In 1990 the US ABC network had a crack with a 3+ hour miniseries that was released in other territories as a really long “movie”. It featured a bloodless, bare bones retelling of the book’s biggest beats – but was too truncated and toothless to capture the menace and suspense of the novel. Although Tim Curry was fun as the villain.

In 2009 director of the “good season” of True Detective, Cary Fukunaga, attempted an ambitious take on the book that ultimately fell through due to that most nefarious Hollywood monster, “creative differences”.

That brings us to 2017. It, directed by Andrés Muschietti (Mama) is finally here, and the result is likely to have Stephen King fans and general audiences alike riveted. After 31 long, grumpy years they finally made an It adaptation worthy of the source material.

For those who haven’t made the literary journey into King’s masterpiece, It tells the tale of a group of kids – a self described “Loser’s Club” – who live in the strange and eerie town of Derry, Maine. Children have been disappearing in Derry and when Bill Denbrough’s (Jaeden Lieberher) little brother, Georgie (Jackson Robert Scott) is taken by something lurking in the sewers, it begins an adventure that is part coming of age story/part unrelenting horror rollercoaster.

From the arm-ripping opening sequence It lets you know it’s not fucking around. This is a horror movie with a capital “H” and isn’t trying to pretend otherwise. Bill Skarsgård delivers an eerie performance as the main form of the titular menace, Pennywise the Dancing Clown. His drooling, wall-eyed Pennywise manages to straddle the line between absurdity and fear; making him a fascinating monster to watch.

The Losers are also fantastic for the most part, with superb takes on the characters of Beverly Marsh (Sophia Lillis), Richie Tozier (Finn Wolfhard) and Eddie Kaspbrak (Jack Dylan Grazer). Of course with a cast this large some characters get short shrift, and sadly Mike Hanlon (Chosen Jacobs) feels relegated to a near cameo, with most of his character work given to Ben Hanscom (Jeremy Ray Taylor), which will have ardent fans of the book baffled.

While we’re talking negatives it has to be said that not all of the horror beats land. There’s a sense that director Andrés Muschietti really wants to make sure everyone in the damn audience is scared, so he’ll often machine gun the horror right into your face, noisily and prolifically. That said, when it does land it does so beautifully, often cleverly juxtaposed with a moment of laugh out loud humour or genuine pathos.

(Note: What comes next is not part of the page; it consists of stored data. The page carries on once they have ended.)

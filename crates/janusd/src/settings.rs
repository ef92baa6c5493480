//! Configuration loading: INI file plus command-line overrides.
//!
//! Any value on the command line wins over the file; the file wins over the
//! built-in defaults.

use std::path::{Path, PathBuf};

use anyhow::Context;
use ini::Ini;
use tracing::warn;

use janus_gateway_core::config::{GatewayConfig, PortRange};

use crate::Cli;

/// Resolve the configuration file path: `--config` wins, otherwise
/// `<configs_folder>/janus.cfg`.
pub fn config_file_path(cli: &Cli) -> PathBuf {
    if let Some(path) = &cli.config {
        return path.clone();
    }
    let folder = cli
        .configs_folder
        .clone()
        .unwrap_or_else(|| PathBuf::from("./conf"));
    folder.join("janus.cfg")
}

/// Load the INI file into a [`GatewayConfig`]. A missing or unreadable file
/// is only fatal when it was requested explicitly; otherwise the defaults
/// carry on.
pub fn load(path: &Path, explicit: bool) -> anyhow::Result<GatewayConfig> {
    let ini = match Ini::load_from_file(path) {
        Ok(ini) => ini,
        Err(e) if explicit => {
            return Err(e).with_context(|| format!("reading configuration from {}", path.display()))
        }
        Err(e) => {
            warn!(
                path = %path.display(),
                error = %e,
                "couldn't read configuration file, continuing with defaults"
            );
            return Ok(GatewayConfig::default());
        }
    };

    let mut config = GatewayConfig::default();
    if let Some(general) = ini.section(Some("general")) {
        if let Some(v) = general.get("configs_folder") {
            config.general.configs_folder = PathBuf::from(v);
        }
        if let Some(v) = general.get("plugins_folder") {
            config.general.plugins_folder = PathBuf::from(v);
        }
        if let Some(v) = general.get("interface") {
            config.general.interface = Some(v.to_owned());
        }
    }
    if let Some(webserver) = ini.section(Some("webserver")) {
        if let Some(v) = webserver.get("http") {
            config.webserver.http = parse_bool(v);
        }
        if let Some(v) = webserver.get("port").and_then(|v| v.parse().ok()) {
            config.webserver.port = v;
        }
        if let Some(v) = webserver.get("https") {
            config.webserver.https = parse_bool(v);
        }
        if let Some(v) = webserver.get("secure_port").and_then(|v| v.parse().ok()) {
            config.webserver.secure_port = Some(v);
        }
        if let Some(v) = webserver.get("base_path") {
            config.webserver.base_path = v.to_owned();
        }
    }
    if let Some(certificates) = ini.section(Some("certificates")) {
        if let Some(v) = certificates.get("cert_pem") {
            config.certificates.cert_pem = Some(PathBuf::from(v));
        }
        if let Some(v) = certificates.get("cert_key") {
            config.certificates.cert_key = Some(PathBuf::from(v));
        }
    }
    if let Some(media) = ini.section(Some("media")) {
        if let Some(v) = media.get("rtp_port_range") {
            match PortRange::parse(v) {
                Some(range) => config.media.rtp_port_range = Some(range),
                None => warn!(value = v, "ignoring unparseable rtp_port_range"),
            }
        }
    }
    if let Some(nat) = ini.section(Some("nat")) {
        if let Some(v) = nat.get("public_ip") {
            config.nat.public_ip = Some(v.to_owned());
        }
        if let Some(v) = nat.get("stun_server") {
            config.nat.stun_server = Some(v.to_owned());
        }
        if let Some(v) = nat.get("stun_port").and_then(|v| v.parse().ok()) {
            config.nat.stun_port = v;
        }
    }
    Ok(config)
}

/// Apply the command-line overrides on top of the loaded configuration.
pub fn apply_cli(config: &mut GatewayConfig, cli: &Cli) {
    if let Some(v) = &cli.configs_folder {
        config.general.configs_folder = v.clone();
    }
    if let Some(v) = &cli.plugins_folder {
        config.general.plugins_folder = v.clone();
    }
    if let Some(v) = &cli.interface {
        config.general.interface = Some(v.clone());
    }
    if cli.no_http {
        config.webserver.http = false;
    }
    if let Some(v) = cli.port {
        config.webserver.port = v;
    }
    if let Some(v) = cli.secure_port {
        config.webserver.https = true;
        config.webserver.secure_port = Some(v);
    }
    if let Some(v) = &cli.base_path {
        config.webserver.base_path = v.clone();
    }
    if let Some(v) = &cli.cert_pem {
        config.certificates.cert_pem = Some(v.clone());
    }
    if let Some(v) = &cli.cert_key {
        config.certificates.cert_key = Some(v.clone());
    }
    if let Some(v) = &cli.stun_server {
        // `host:port` or bare host; a missing port falls back to the default.
        match v.rsplit_once(':').and_then(|(host, port)| {
            port.parse::<u16>().ok().map(|port| (host.to_owned(), port))
        }) {
            Some((host, port)) => {
                config.nat.stun_server = Some(host);
                config.nat.stun_port = port;
            }
            None => {
                config.nat.stun_server = Some(v.clone());
                config.nat.stun_port = 3478;
            }
        }
    }
    if let Some(v) = &cli.public_ip {
        config.nat.public_ip = Some(v.clone());
    }
    if let Some(v) = &cli.rtp_port_range {
        match PortRange::parse(v) {
            Some(range) => config.media.rtp_port_range = Some(range),
            None => warn!(value = %v, "ignoring unparseable --rtp-port-range"),
        }
    }
}

fn parse_bool(value: &str) -> bool {
    matches!(
        value.to_ascii_lowercase().as_str(),
        "yes" | "true" | "1" | "on"
    )
}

It is not a perfect adaptation. At 135 minutes It is long for a movie and yet doesn’t even cover 50% of the book. While the book becomes a strange, surreal tale of interdimensional chaos, the movie veers more towards a pulpy popcorn horror experience. The good news is: it’s a really bloody good pulpy, popcorn experience.

Ultimately It is a big, ballsy, crowd-pleasing monster movie with wonderful characters, creative scares and a sense of style and place that anchors the tall tale. It’s dense with wonderful little touches, stylish flourishes and pathos that actually works. Put simply, It is very likely to be the best wide release horror movie of 2017 and the best executed Stephen King adaptation in a long damn time.